A su puesta en escena la valida un conjunto de elementos
formales que al interactuar con la, apreciada en escorzo, tambaleante, críptica
historia defienden notablemente el guion más atropellado de la tetralogía
escritural de Schrader para Scorsese. Esta tremolina frenética, esta visceral
descripción surrealistamente realista de un estado psicótico es asistida de
manera marcada por la vocación amarga del diseño de producción del a Martín
carísimo Dante Ferretti; la complicidad volitiva de la cámara de Robert
Richardson y, sobre todo, la labor de Thelma Schoonmaker, la habitual
montajista del creador de Uno de los
nuestros.
El estilo visual de Martin, de forma indisoluble asociado con
la mano de Thelma desde veinte años antes del filme, cobra ahora inusitados
niveles de movilidad, en lo fundamental durante las escenas del seguimiento, a
ritmo de infarto, de la ambulancia del paramédico Frank Pierce (Nicolas Cage),
eje de la trama.
Pierce es un tipo a milímetros de reventarse, cuyos evasivos
diarios, café y alcohol, más que olvidar le hacen soliviantar los fantasmas de
los muertos que no salvó en la noche eterna de su oficio. Tarea nefasta que en
los últimos meses inexorablemente lo conduce a presenciar sucesivos tajazos de
la muerte, sin posibilidad de escape para sus pacientes-víctimas. Salvar a
alguien y quitarse a sí por un momento ese lastre adherido a la cabeza en su
obsesión es la única manera de propinarle un palmazo a las voces que le
susurran sin cesar.
Todo tal mea culpa,
reiterativo y por momentos farragoso funciona en buen grado gracias a la
variedad de ángulos de la interpretación de Cage y a la dosificación de la
abrumadora carga dramática narrativa mediante notas de humor negro (y blanco), aportadoras
de un efecto desdramatizador. Por su lado, la incorporación del personaje de
Mary (Patricia Arquette), la hija de uno de los seres atendidos por Frank,
busca encontrar el factor de equilibrio necesitado por el personaje central en
su insistencia fuera de control. Ocurre empero que a la larga se convertirá en
un elemento disociador del entorno y hasta del segmento horario escrutado por
el filme, de tanta significación en el relato.

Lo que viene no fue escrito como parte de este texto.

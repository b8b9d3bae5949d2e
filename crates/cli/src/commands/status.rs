//! The `status` command: credential expiry and watermark state.
//!
//! Reads the config document only; no network or database access.

use std::path::Path;

use chrono::Utc;
use orderdeck_engine::CredentialStore;

/// Report each platform's credential and watermark state.
///
/// # Errors
///
/// Returns an error if the config document cannot be read.
pub fn run(config_path: &Path) -> Result<(), Box<dyn std::error::Error>> {
    let creds = CredentialStore::load(config_path)?;
    let now = Utc::now();

    let ebay = &creds.ebay().credential;
    tracing::info!(
        platform = "ebay",
        expires_at = %ebay.expires_at,
        expired = ebay.is_expired(now),
        "credential"
    );

    let amazon = &creds.amazon().credential;
    tracing::info!(
        platform = "amazon",
        expires_at = %amazon.expires_at,
        expired = amazon.is_expired(now),
        "credential"
    );
    tracing::info!(
        platform = "amazon",
        get_orders_after = %creds.orders_after(),
        "watermark"
    );

    tracing::info!(platform = "wc", "consumer-key auth, no token lifecycle");
    Ok(())
}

La película suma otros curiosos personajes a la trama, cada
uno con sus traumas y un perfil psicológico muy bien definido en el guion: los
tres acompañantes de Frank en la ambulancia, en bruto y descaricaturizados,
habla más de la condición humana que la novela de Malraux. Mientras transportan
muertos de su mundo bajo de castas desatendidas a un Averno peor, el de un
hospital público en los Estados Unidos, rumian frustraciones y sus vidas al
límite se encierran bien sea en la religión, la violencia o las quimeras, en
pos de neutralizar la oquedad displicente de su desolación.
Vidas al límite,
el filme, un boleto de ida a los intersticios de la conciencia y su revés,
supone la reivindicación absoluta en el cine scorsesiano de su preferencia por
antihéroes lejanos a los perfiles tradicionales apetecidos por la industria, y
la confirmación de que lo mejor de sí lo iba a seguir dando en el futuro en el
perímetro espacial urbano contemporáneo, lejos de Budas tibetanos y sacrilegios
ambientados en el inicio de Nuestra Era. Al tiempo y el ambiente a los que
mejor les toma el pulso el creador de El
lobo de Wall Street son a estos, donde su función de radiógrafo social de
una contradictoria gran nación incrementa, en cada nuevo filme de semejantes
características, crecidos márgenes de agradecimiento de la pantalla hacía sí.